Jet Discrimination with Quantum Complete Graph Neural Network
Yi-An Chen, Kai-Feng Chen
TL;DR
The paper introduces the Quantum Complete Graph Neural Network (QCGNN), a variational quantum algorithm tailored for learning on complete graphs, and applies it to jet discrimination where jets are modeled as complete graphs. By encoding node features into a two-register quantum circuit and employing data re-uploading, QCGNN achieves permutation-invariant graph-level outputs with potential polynomial speedups over classical graph neural networks. Empirical results show QCGNN achieving competitive performance to classical baselines with similar parameter budgets, and greater training stability across seeds, though real-device quantum noise currently limits practical demonstrations.

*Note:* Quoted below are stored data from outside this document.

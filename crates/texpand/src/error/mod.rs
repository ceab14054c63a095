//! Error types and error display logic.
//!
//! Every fallible operation returns [crate::prelude::Result], whose error type is a boxed [Error].
//! An error is either a root [TexError] or a [PropagatedError] frame wrapping another error.
//! A frame is added each time an error passes out of a command, so the chain of frames is
//! the stack of commands that were running when the error occurred.
//! The innermost frame also records the chain of macro expansions active at the failure site,
//! see [Locator].

use crate::token;
use crate::token::trace;
use crate::vm;
use texpand_stdext::algorithms::spellcheck::{self, CloseWord};

pub mod display;

#[derive(Debug)]
pub enum Error {
    Tex(Box<dyn TexError + 'static>),
    Propagated(PropagatedError),
}

impl std::fmt::Display for Error {
    fn fmt(&self, f: &mut std::fmt::Formatter<'_>) -> std::fmt::Result {
        display::format_error(f, self)
    }
}

impl std::error::Error for Error {}

impl Error {
    /// Wraps an error raised while running the command referred to by the token.
    pub fn new_propagated<S>(
        vm: &vm::VM<S>,
        context: PropagationContext,
        token: token::Token,
        error: Box<Error>,
    ) -> Box<Error> {
        let locators = match *error {
            Error::Tex(_) => vm.locators(),
            Error::Propagated(_) => vec![],
        };
        Box::new(Error::Propagated(PropagatedError {
            context,
            token,
            trace: vm.trace(token),
            locators,
            error,
        }))
    }

    /// Returns the propagation frames, outermost first, and the root error.
    pub fn stack_view(&self) -> (Vec<&PropagatedError>, &dyn TexError) {
        let mut stack: Vec<&PropagatedError> = vec![];
        let mut last = self;
        loop {
            match last {
                Error::Tex(error) => {
                    return (stack, error.as_ref());
                }
                Error::Propagated(propagated) => {
                    stack.push(propagated);
                    last = &propagated.error;
                }
            }
        }
    }

    /// The category of the root error.
    pub fn category(&self) -> Category {
        self.stack_view().1.category()
    }

    /// The macro expansions that were active where the error was raised, innermost first.
    pub fn locators(&self) -> &[Locator] {
        match self.stack_view().0.last() {
            None => &[],
            Some(innermost) => &innermost.locators,
        }
    }
}

impl<T: TexError + 'static> From<T> for Box<Error> {
    fn from(err: T) -> Self {
        Box::new(Error::Tex(Box::new(err)))
    }
}

/// A frame in the error stack.
#[derive(Debug)]
pub struct PropagatedError {
    pub context: PropagationContext,
    pub token: token::Token,
    pub trace: trace::SourceCodeTrace,
    /// Only populated on the innermost frame.
    pub locators: Vec<Locator>,
    pub error: Box<Error>,
}

/// One active macro expansion at the point an error was raised.
#[derive(Debug, Clone, PartialEq, Eq)]
pub struct Locator {
    /// Printable name of the macro, e.g. `\foo`.
    pub macro_name: String,
    /// Where the macro was invoked.
    pub invocation: trace::SourceCodeTrace,
}

#[derive(Debug)]
pub enum Kind<'a> {
    Token(&'a trace::SourceCodeTrace),
    EndOfInput(&'a trace::SourceCodeTrace),
    FailedPrecondition,
}

/// Classification of errors.
#[derive(Debug, Clone, Copy, PartialEq, Eq, Hash)]
pub enum Category {
    /// The input ended while something was still being read.
    UnexpectedEndOfInput,
    /// A token did not match what was expected, e.g. a macro's delimiter.
    SyntaxMismatch,
    /// A parameter number in a macro pattern is out of sequence.
    NonConsecutiveParameter,
    /// An `\outer` macro appeared in a macro pattern.
    OuterInPattern,
    /// `\par` appeared in an argument of a macro that is not `\long`.
    RunawayArgument,
    /// A macro body refers to a parameter that does not exist.
    IllegalParameterReference,
    MissingNumber,
    /// An unmatched end group token was found in a macro argument.
    ExtraRightBrace,
    InvalidCatCode,
    UndefinedCommand,
    Other,
}

pub trait TexError: std::fmt::Debug {
    fn kind(&self) -> Kind;

    fn category(&self) -> Category {
        Category::Other
    }

    fn title(&self) -> String;

    fn notes(&self) -> Vec<display::Note> {
        vec![]
    }

    fn source_annotation(&self) -> String {
        TexError::default_source_annotation(self)
    }

    fn default_source_annotation(&self) -> String {
        match TexError::kind(self) {
            Kind::Token(s) => match s.token.and_then(|t| t.char().zip(t.cat_code())) {
                Some((c, code)) => {
                    format!["character token with value {c} and category code {code}"]
                }
                None => "control sequence".to_string(),
            },
            Kind::EndOfInput(_) => "input ended here".into(),
            Kind::FailedPrecondition => {
                "failed precondition error while running this command".into()
            }
        }
    }
}

/// Errors in which the input ended prematurely.
///
/// Implementations only describe what was being done;
/// the trace is added by [vm::TokenStream::next_or_err].
pub trait EndOfInputError: std::fmt::Debug + 'static {
    fn doing(&self) -> String;

    fn notes(&self) -> Vec<String> {
        vec![]
    }
}

#[derive(Debug)]
pub(crate) struct EofError {
    trace: trace::SourceCodeTrace,
    doing: String,
    notes: Vec<String>,
}

impl EofError {
    pub(crate) fn new<E: EndOfInputError>(trace: trace::SourceCodeTrace, err: E) -> Self {
        Self {
            trace,
            doing: err.doing(),
            notes: err.notes(),
        }
    }
}

impl TexError for EofError {
    fn kind(&self) -> Kind {
        Kind::EndOfInput(&self.trace)
    }

    fn category(&self) -> Category {
        Category::UnexpectedEndOfInput
    }

    fn title(&self) -> String {
        format!("unexpected end of input while {}", self.doing)
    }

    fn notes(&self) -> Vec<display::Note> {
        self.notes.iter().map(display::Note::from).collect()
    }
}

#[derive(Debug)]
pub enum PropagationContext {
    Expansion,
    Execution,
}

impl PropagationContext {
    fn action(&self) -> &'static str {
        match self {
            PropagationContext::Expansion => "expanding this command",
            PropagationContext::Execution => "executing this command",
        }
    }
}

#[derive(Debug)]
pub struct SimpleTokenError {
    pub token: token::Token,
    pub trace: trace::SourceCodeTrace,
    pub title: String,
    pub category: Category,
}

impl SimpleTokenError {
    pub fn new<S, T: AsRef<str>>(vm: &vm::VM<S>, token: token::Token, title: T) -> SimpleTokenError {
        SimpleTokenError {
            token,
            trace: vm.trace(token),
            title: title.as_ref().into(),
            category: Category::Other,
        }
    }

    pub fn with_category(mut self, category: Category) -> Self {
        self.category = category;
        self
    }
}

impl TexError for SimpleTokenError {
    fn kind(&self) -> Kind {
        Kind::Token(&self.trace)
    }

    fn category(&self) -> Category {
        self.category
    }

    fn title(&self) -> String {
        self.title.clone()
    }
}

#[derive(Debug)]
pub struct SimpleFailedPreconditionError {
    pub title: String,
    pub text_notes: Vec<String>,
}

impl SimpleFailedPreconditionError {
    pub fn new<T: AsRef<str>>(title: T) -> Self {
        Self {
            title: title.as_ref().into(),
            text_notes: vec![],
        }
    }

    pub fn with_note<T: Into<String>>(mut self, note: T) -> Self {
        self.text_notes.push(note.into());
        self
    }
}

impl TexError for SimpleFailedPreconditionError {
    fn kind(&self) -> Kind {
        Kind::FailedPrecondition
    }

    fn title(&self) -> String {
        self.title.clone()
    }

    fn notes(&self) -> Vec<display::Note> {
        self.text_notes.iter().map(display::Note::from).collect()
    }
}

#[derive(Debug)]
pub struct UndefinedCommandError {
    pub trace: trace::SourceCodeTrace,
    pub close_names: Vec<CloseWord>,
}

impl UndefinedCommandError {
    pub fn new<S>(vm: &vm::VM<S>, token: token::Token) -> UndefinedCommandError {
        let trace = vm.trace(token);
        let close_names = match token.value() {
            token::Value::CommandRef(token::CommandRef::ControlSequence(..)) => {
                let name = trace.value.trim_start_matches('\\');
                spellcheck::find_close_words(&vm.control_sequence_names(), name)
            }
            _ => vec![],
        };
        UndefinedCommandError { trace, close_names }
    }
}

impl TexError for UndefinedCommandError {
    fn kind(&self) -> Kind {
        Kind::Token(&self.trace)
    }

    fn category(&self) -> Category {
        Category::UndefinedCommand
    }

    fn title(&self) -> String {
        format!["undefined control sequence {}", &self.trace.value]
    }

    fn notes(&self) -> Vec<display::Note> {
        use texpand_stdext::color::Colorize;
        match self.close_names.first() {
            None => vec![],
            Some(close_name) => {
                vec![format!["did you mean \\{}?", close_name.word.as_str().bold()].into()]
            }
        }
    }
}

Noise-aware simulations indicate that achieving a quantum advantage will require substantially reduced hardware noise and potentially deeper quantum circuits, while encoding and runtime characteristics suggest linear scaling in the encoded graph size when the parametrized layers are sufficiently expressive.
Abstract
Machine learning, particularly deep neural networks, has been widely used in high-energy physics, demonstrating remarkable results in various applications. Furthermore, the extension of machine learning to quantum computers has given rise to the emerging field of quantum machine learning. In this paper, we propose the Quantum Complete Graph Neural Network (QCGNN), which is a variational quantum algorithm based model designed for learning on complete graphs. QCGNN with deep parametrized operators offers a polynomial speedup over its classical and quantum counterparts, leveraging the property of quantum parallelism. We investigate the application of QCGNN with the challenging task of jet discrimination, where the jets are represented as complete graphs. Additionally, we conduct a comparative analysis with classical models to establish a performance benchmark.